Parker attributes his musical influence to growing up in a Pentecostal Church and listening to blues with his parents.He has opened for Patty Griffin, Old Crow Medicine Show, Shovels & Rope, Lake Street Dive, John Fullbright, Jason Isbell, and Sarah Jarosz.
Parker grew up in the tiny town of Purcell, OK (pop. 5,952) where he attended a Pentecostal church with his family three times a week for most of his youth. Though Parker doesn't consider himself very religious these days, the experiences engraved upon him inform his songwriting. Blending that fire and brimstone preaching with rock, country, blues and Waits-ian imagery, he has created a sound uniquely his own.

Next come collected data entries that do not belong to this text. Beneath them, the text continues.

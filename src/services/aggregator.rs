// SPDX-License-Identifier: MIT
// Copyright 2026 Roland Dreier <roland@rolandd.dev>

//! Availability aggregation.
//!
//! Builds the date x hour grid for a meeting, stores per-user slot sets and
//! folds every stored set into per-slot counts for the overlap heatmap.
//!
//! Counts always exclude the viewer's own response; the viewer's current
//! selection is added back per cell when computing heat.

use crate::db::MeetingStore;
use crate::error::{AppError, Result};
use crate::models::meeting::parse_iso_date;
use crate::models::{
    AvailabilityResponse, Meeting, RawSlot, SessionUser, TimeSlot, HOUR_END, HOUR_START,
};
use crate::time_utils::{dates_inclusive, format_utc_rfc3339};
use chrono::NaiveDate;
use serde::Serialize;
use std::collections::{BTreeSet, HashMap};
use std::sync::Arc;
#[cfg(feature = "binding-generation")]
use ts_rs::TS;

/// The full grid for a meeting: every date in range, each with every hour.
#[derive(Debug, Clone, PartialEq, Eq)]
pub struct Grid {
    pub dates: Vec<NaiveDate>,
    pub hours: Vec<u8>,
}

impl Grid {
    pub fn slots(&self) -> impl Iterator<Item = TimeSlot> + '_ {
        self.dates
            .iter()
            .flat_map(move |&date| self.hours.iter().map(move |&hour| TimeSlot::new(date, hour)))
    }
}

pub fn build_grid(meeting: &Meeting) -> Grid {
    Grid {
        dates: dates_inclusive(meeting.date_range_start, meeting.date_range_end),
        hours: (HOUR_START..=HOUR_END).collect(),
    }
}

/// Per-slot counts of everyone except the viewer.
#[derive(Debug, Clone, Default, PartialEq)]
pub struct Aggregate {
    pub counts: HashMap<TimeSlot, u32>,
    pub max_count: u32,
}

impl Aggregate {
    pub fn count(&self, slot: &TimeSlot) -> u32 {
        self.counts.get(slot).copied().unwrap_or(0)
    }
}

/// Fold responses into per-slot counts, skipping `viewer_id`'s own response.
///
/// `max_count` is at least 1, and leaves room for the viewer's own mark when
/// there is a viewer.
pub fn aggregate(responses: &[AvailabilityResponse], viewer_id: Option<&str>) -> Aggregate {
    let mut counts: HashMap<TimeSlot, u32> = HashMap::new();

    for response in responses {
        if viewer_id == Some(response.user_id.as_str()) {
            continue;
        }
        for slot in &response.slots {
            *counts.entry(*slot).or_default() += 1;
        }
    }

    let largest = counts.values().copied().max().unwrap_or(0);
    let viewer_bonus = u32::from(viewer_id.is_some());

    Aggregate {
        counts,
        max_count: (largest + viewer_bonus).max(1),
    }
}

/// Cell opacity: 0 when nobody is free, else scaled into `0.2..=0.8`.
pub fn heat_opacity(count: u32, max_count: u32) -> f64 {
    if count == 0 {
        return 0.0;
    }
    0.2 + (f64::from(count) / f64::from(max_count.max(1))) * 0.6
}

/// Validate submitted slots and normalise them (sorted, de-duplicated).
pub fn validate_slots(raw: Vec<RawSlot>) -> Result<Vec<TimeSlot>> {
    let mut slots = BTreeSet::new();

    for (index, slot) in raw.into_iter().enumerate() {
        let date = parse_iso_date(&slot.date)
            .map_err(|e| AppError::InvalidInput(format!("available_slots[{index}]: {e}")))?;

        let hour = u8::try_from(slot.hour)
            .ok()
            .filter(|h| (HOUR_START..=HOUR_END).contains(h))
            .ok_or_else(|| {
                AppError::InvalidInput(format!(
                    "available_slots[{index}]: hour {} outside {HOUR_START}..={HOUR_END}",
                    slot.hour
                ))
            })?;

        slots.insert(TimeSlot::new(date, hour));
    }

    Ok(slots.into_iter().collect())
}

// ─── Heatmap ─────────────────────────────────────────────────

/// One grid cell as seen by a particular viewer.
#[derive(Debug, Clone, PartialEq, Serialize)]
#[cfg_attr(feature = "binding-generation", derive(TS))]
#[cfg_attr(
    feature = "binding-generation",
    ts(export, export_to = "web/src/lib/generated/")
)]
pub struct HeatmapCell {
    #[cfg_attr(feature = "binding-generation", ts(type = "string"))]
    pub date: NaiveDate,
    /// Respondents other than the viewer who marked this slot
    pub others: u32,
    /// Whether the viewer's saved response includes this slot
    pub selected: bool,
    pub opacity: f64,
}

#[derive(Debug, Clone, PartialEq, Serialize)]
#[cfg_attr(feature = "binding-generation", derive(TS))]
#[cfg_attr(
    feature = "binding-generation",
    ts(export, export_to = "web/src/lib/generated/")
)]
pub struct HeatmapRow {
    pub hour: u8,
    pub cells: Vec<HeatmapCell>,
}

#[derive(Debug, Clone, PartialEq, Serialize)]
#[cfg_attr(feature = "binding-generation", derive(TS))]
#[cfg_attr(
    feature = "binding-generation",
    ts(export, export_to = "web/src/lib/generated/")
)]
pub struct Heatmap {
    pub meeting_id: String,
    #[cfg_attr(feature = "binding-generation", ts(type = "string[]"))]
    pub dates: Vec<NaiveDate>,
    pub hours: Vec<u8>,
    pub max_count: u32,
    pub respondents: usize,
    pub my_slots: Vec<TimeSlot>,
    pub rows: Vec<HeatmapRow>,
}

/// Store-backed aggregator used by the HTTP handlers.
#[derive(Clone)]
pub struct AvailabilityAggregator {
    store: Arc<dyn MeetingStore>,
}

impl AvailabilityAggregator {
    pub fn new(store: Arc<dyn MeetingStore>) -> Self {
        Self { store }
    }

    async fn meeting(&self, meeting_id: &str) -> Result<Meeting> {
        self.store
            .get_meeting(meeting_id)
            .await?
            .ok_or_else(|| AppError::NotFound(format!("Meeting {meeting_id} not found")))
    }

    /// Replace `user`'s slot set for a meeting.
    ///
    /// `slots` must already be shape-validated; this checks the meeting exists
    /// and that every slot falls inside its date range.
    pub async fn upsert(
        &self,
        meeting_id: &str,
        user: &SessionUser,
        slots: Vec<TimeSlot>,
    ) -> Result<AvailabilityResponse> {
        let meeting = self.meeting(meeting_id).await?;

        if let Some(outside) = slots.iter().find(|s| !meeting.covers(s.date)) {
            return Err(AppError::InvalidInput(format!(
                "Date {} is outside the meeting range {} ~ {}",
                outside.date, meeting.date_range_start, meeting.date_range_end
            )));
        }

        let response = AvailabilityResponse {
            meeting_id: meeting.id,
            user_id: user.id.clone(),
            display_name: user.username.clone(),
            avatar_hash: user.avatar.clone(),
            slots,
            updated_at: format_utc_rfc3339(chrono::Utc::now()),
        };

        let stored = self.store.upsert_response(&response).await?;

        tracing::info!(
            meeting_id = %stored.meeting_id,
            user_id = %stored.user_id,
            slots = stored.slots.len(),
            "Availability saved"
        );

        Ok(stored)
    }

    /// Heatmap for `meeting_id` from `viewer_id`'s point of view.
    pub async fn heatmap(&self, meeting_id: &str, viewer_id: Option<&str>) -> Result<Heatmap> {
        let meeting = self.meeting(meeting_id).await?;
        let responses = self.store.list_responses(meeting_id).await?;

        let grid = build_grid(&meeting);
        let agg = aggregate(&responses, viewer_id);

        let my_slots: Vec<TimeSlot> = viewer_id
            .and_then(|id| responses.iter().find(|r| r.user_id == id))
            .map(|r| r.slots.clone())
            .unwrap_or_default();
        let mine: BTreeSet<TimeSlot> = my_slots.iter().copied().collect();

        let rows = grid
            .hours
            .iter()
            .map(|&hour| HeatmapRow {
                hour,
                cells: grid
                    .dates
                    .iter()
                    .map(|&date| {
                        let slot = TimeSlot::new(date, hour);
                        let others = agg.count(&slot);
                        let selected = mine.contains(&slot);
                        HeatmapCell {
                            date,
                            others,
                            selected,
                            opacity: heat_opacity(others + u32::from(selected), agg.max_count),
                        }
                    })
                    .collect(),
            })
            .collect();

        Ok(Heatmap {
            meeting_id: meeting.id,
            dates: grid.dates,
            hours: grid.hours,
            max_count: agg.max_count,
            respondents: responses.len(),
            my_slots,
            rows,
        })
    }
}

Parker first picked up an acoustic guitar at nine, then plugged in and went electric after getting into Eric Clapton and Stevie Ray Vaughan, eventually starting a cover band, Fever in Blue, with classmate Michael Rose who still plays bass with him today. After graduating high school, he moved to Northern California, where he interned at Prairie Sun Recording, the studio where Tom Waits recorded Bone Machine and Mule Variations. Returning to Oklahoma, he put down the electric guitar and got into songwriting, releasing an indie album in 2012, Palisade, which he sold from the back of his van.

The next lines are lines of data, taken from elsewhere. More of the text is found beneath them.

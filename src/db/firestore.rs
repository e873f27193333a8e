// SPDX-License-Identifier: MIT
// Copyright 2026 Roland Dreier <roland@rolandd.dev>

//! Firestore client wrapper with typed operations.
//!
//! Provides high-level operations for:
//! - Meetings (one document per meeting, keyed by meeting code)
//! - Meeting responses (one document per (meeting, user), keyed by
//!   [`response_doc_id`])

use super::{collections, response_doc_id, MeetingQuery, MeetingStore, StoreError};
use crate::models::{AvailabilityResponse, Meeting};
use async_trait::async_trait;

// Firestore limits batch/transaction writes to 500 operations.
// We use a safe limit of 400 to allow headroom.
const BATCH_SIZE: usize = 400;

/// Firestore database client.
#[derive(Clone)]
pub struct FirestoreDb {
    client: Option<firestore::FirestoreDb>,
}

impl FirestoreDb {
    /// Create a new Firestore client.
    ///
    /// For local development with emulator, set FIRESTORE_EMULATOR_HOST.
    pub async fn new(project_id: &str) -> Result<Self, StoreError> {
        if std::env::var("FIRESTORE_EMULATOR_HOST").is_ok() {
            return Self::create_emulator_client(project_id).await;
        }

        let client = firestore::FirestoreDb::new(project_id)
            .await
            .map_err(|e| StoreError::Backend(format!("Failed to connect to Firestore: {}", e)))?;

        tracing::info!(project = project_id, "Connected to Firestore");

        Ok(Self {
            client: Some(client),
        })
    }

    /// Create a Firestore client for the emulator with unauthenticated access.
    async fn create_emulator_client(project_id: &str) -> Result<Self, StoreError> {
        tracing::info!("Using unauthenticated connection for Firestore Emulator");

        let token_source = gcloud_sdk::ExternalJwtFunctionSource::new(|| async {
            Ok(gcloud_sdk::Token {
                token_type: "Bearer".to_string(),
                token: gcloud_sdk::SecretValue::new(
                    "eyJhbGciOiJub25lIn0.eyJ1aWQiOiJ0ZXN0In0."
                        .to_string()
                        .into(),
                ),
                expiry: chrono::Utc::now() + chrono::Duration::hours(1),
            })
        });

        let options = firestore::FirestoreDbOptions::new(project_id.to_string());

        let client = firestore::FirestoreDb::with_options_token_source(
            options,
            gcloud_sdk::GCP_DEFAULT_SCOPES.clone(),
            gcloud_sdk::TokenSourceType::ExternalSource(Box::new(token_source)),
        )
        .await
        .map_err(|e| {
            StoreError::Backend(format!("Failed to connect to Firestore Emulator: {}", e))
        })?;

        tracing::info!(
            project = project_id,
            "Connected to Firestore (Emulator/Unauthenticated)"
        );

        Ok(Self {
            client: Some(client),
        })
    }

    /// Create an offline client; every operation fails with a backend error.
    pub fn new_mock() -> Self {
        Self { client: None }
    }

    fn get_client(&self) -> Result<&firestore::FirestoreDb, StoreError> {
        self.client
            .as_ref()
            .ok_or_else(|| StoreError::Backend("Database not connected (offline mode)".to_string()))
    }

    /// Delete documents by ID in transactional batches.
    async fn batch_delete(&self, collection: &str, doc_ids: &[String]) -> Result<(), StoreError> {
        let client = self.get_client()?;

        for chunk in doc_ids.chunks(BATCH_SIZE) {
            let mut transaction = client
                .begin_transaction()
                .await
                .map_err(|e| StoreError::Backend(format!("Failed to begin transaction: {}", e)))?;

            for doc_id in chunk {
                client
                    .fluent()
                    .delete()
                    .from(collection)
                    .document_id(doc_id)
                    .add_to_transaction(&mut transaction)
                    .map_err(|e| {
                        StoreError::Backend(format!(
                            "Failed to add deletion to transaction for {}: {}",
                            collection, e
                        ))
                    })?;
            }

            transaction.commit().await.map_err(|e| {
                StoreError::Backend(format!("Failed to commit batch deletion: {}", e))
            })?;
        }

        Ok(())
    }
}

fn backend(e: firestore::errors::FirestoreError) -> StoreError {
    StoreError::Backend(e.to_string())
}

#[async_trait]
impl MeetingStore for FirestoreDb {
    // ─── Meeting Operations ──────────────────────────────────────

    async fn create_meeting(&self, meeting: &Meeting) -> Result<(), StoreError> {
        let result: Result<(), _> = self
            .get_client()?
            .fluent()
            .insert()
            .into(collections::MEETINGS)
            .document_id(&meeting.id)
            .object(meeting)
            .execute()
            .await;

        match result {
            Ok(()) => Ok(()),
            Err(firestore::errors::FirestoreError::DataConflictError(_)) => {
                Err(StoreError::AlreadyExists(meeting.id.clone()))
            }
            Err(e) => Err(backend(e)),
        }
    }

    async fn get_meeting(&self, meeting_id: &str) -> Result<Option<Meeting>, StoreError> {
        self.get_client()?
            .fluent()
            .select()
            .by_id_in(collections::MEETINGS)
            .obj()
            .one(meeting_id)
            .await
            .map_err(backend)
    }

    async fn list_meetings(&self, query: &MeetingQuery) -> Result<Vec<Meeting>, StoreError> {
        let creator_id = query.creator_id.clone();

        self.get_client()?
            .fluent()
            .select()
            .from(collections::MEETINGS)
            .filter(move |q| {
                creator_id
                    .as_ref()
                    .and_then(|creator| q.field("creator_id").eq(creator.clone()))
            })
            .order_by([("created_at", firestore::FirestoreQueryDirection::Descending)])
            .limit(query.limit)
            .offset(query.offset)
            .obj()
            .query()
            .await
            .map_err(backend)
    }

    async fn delete_meeting(&self, meeting_id: &str) -> Result<usize, StoreError> {
        // Responses first, so a failure never leaves orphans behind a
        // deleted parent.
        let responses = self.list_responses(meeting_id).await?;
        let doc_ids: Vec<String> = responses
            .iter()
            .map(|r| response_doc_id(&r.meeting_id, &r.user_id))
            .collect();

        self.batch_delete(collections::MEETING_RESPONSES, &doc_ids)
            .await?;
        tracing::debug!(
            meeting_id,
            count = doc_ids.len(),
            "Deleted meeting responses"
        );

        self.get_client()?
            .fluent()
            .delete()
            .from(collections::MEETINGS)
            .document_id(meeting_id)
            .execute()
            .await
            .map_err(backend)?;

        let deleted = doc_ids.len() + 1;
        tracing::info!(meeting_id, deleted, "Meeting deletion complete");
        Ok(deleted)
    }

    // ─── Response Operations ─────────────────────────────────────

    async fn list_responses(
        &self,
        meeting_id: &str,
    ) -> Result<Vec<AvailabilityResponse>, StoreError> {
        let meeting_id = meeting_id.to_string();

        self.get_client()?
            .fluent()
            .select()
            .from(collections::MEETING_RESPONSES)
            .filter(move |q| q.for_all([q.field("meeting_id").eq(meeting_id.clone())]))
            .order_by([("user_id", firestore::FirestoreQueryDirection::Ascending)])
            .obj()
            .query()
            .await
            .map_err(backend)
    }

    async fn get_response(
        &self,
        meeting_id: &str,
        user_id: &str,
    ) -> Result<Option<AvailabilityResponse>, StoreError> {
        self.get_client()?
            .fluent()
            .select()
            .by_id_in(collections::MEETING_RESPONSES)
            .obj()
            .one(&response_doc_id(meeting_id, user_id))
            .await
            .map_err(backend)
    }

    async fn upsert_response(
        &self,
        response: &AvailabilityResponse,
    ) -> Result<AvailabilityResponse, StoreError> {
        // A full-document update replaces every field, so the new slot list
        // never merges with the old one.
        let _: () = self
            .get_client()?
            .fluent()
            .update()
            .in_col(collections::MEETING_RESPONSES)
            .document_id(response_doc_id(&response.meeting_id, &response.user_id))
            .object(response)
            .execute()
            .await
            .map_err(backend)?;

        tracing::debug!(
            meeting_id = %response.meeting_id,
            user_id = %response.user_id,
            slots = response.slots.len(),
            "Stored meeting response"
        );

        Ok(response.clone())
    }
}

A trip to Nashville found Parker playing at the Tin Pan South songwriter's festival, where his performance impressed Old Crow Medicine Show's manager so much that he invited Parker to open a string of dates for the band, later leading to a slot on their New Year's Eve gig at the Ryman Auditorium.
“I like to set goals for myself that are impossible to reach,” he explains. “That way, I always have something to aim for, a better song, different characters, new stories. I just want to pay the bills and feed my dog, and maybe buy a new guitar every now and then. That’s all I need. I don’t want to be Elvis Presley, but I wouldn’t complain if a million girls screamed for me, either. Just don’t tell my girlfriend that.” Parker Millsap is ready to share his Oklahoma roots with the rest of the country, and, hopefully, the world.